## Exercise
When a line of the entries contains "derive", please list that line.

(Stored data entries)
————

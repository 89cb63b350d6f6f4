use bucket_hash::ChainedHashTable;
use bucket_hash::HashFunction;
use bucket_hash::ProbingHashTable;
use bucket_hash::TableError;
use clap::Parser;
use clap::ValueEnum;

#[derive(Clone, Copy, Debug, ValueEnum)]
enum Hash {
    Summation,
    Polynomial,
    Folded,
}

impl From<Hash> for HashFunction {
    fn from(value: Hash) -> Self {
        match value {
            Hash::Summation => HashFunction::Summation,
            Hash::Polynomial => HashFunction::Polynomial,
            Hash::Folded => HashFunction::Folded,
        }
    }
}

#[derive(Parser, Debug)]
struct Args {
    #[arg(short = 'c', long = "capacity", default_value_t = 1013)]
    capacity: usize,

    /// Number of keys to insert, as a percentage of the capacity.
    #[arg(short = 'l', long = "load", default_value_t = 75)]
    load_percent: usize,

    #[arg(long = "hash", value_enum, default_value_t = Hash::Summation)]
    hash: Hash,
}

fn main() -> Result<(), TableError> {
    let args = Args::parse();
    let hash_fn = HashFunction::from(args.hash);
    let num_keys = args.capacity * args.load_percent / 100;

    println!(
        "Filling tables of capacity {} with {} keys using {:?}",
        args.capacity, num_keys, hash_fn
    );

    let mut chained = ChainedHashTable::try_new(args.capacity, hash_fn)?;
    let mut probing = ProbingHashTable::try_new(args.capacity, hash_fn)?;

    let mut num_failures = 0;
    for i in 0..num_keys {
        let key = format!("user_{i:05}");
        chained.put(key.clone(), i);
        match probing.put(key, i) {
            Ok(_) => {}
            Err(TableError::CapacityExhausted { .. }) => num_failures += 1,
            Err(err) => return Err(err),
        }
    }

    println!();
    println!("--- separate chaining ---");
    chained.chain_length_histogram().print();
    chained.stats().print();

    println!();
    println!("--- linear probing ---");
    probing.probe_histogram().print();
    probing.stats().print();
    println!(
        "Number of rejected inserts: {} ({:.02}%)",
        num_failures,
        num_failures as f64 / num_keys.max(1) as f64 * 100.0
    );

    Ok(())
}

————

## Exercise response
#[derive(Clone, Copy, Debug, ValueEnum)]
#[derive(Parser, Debug)]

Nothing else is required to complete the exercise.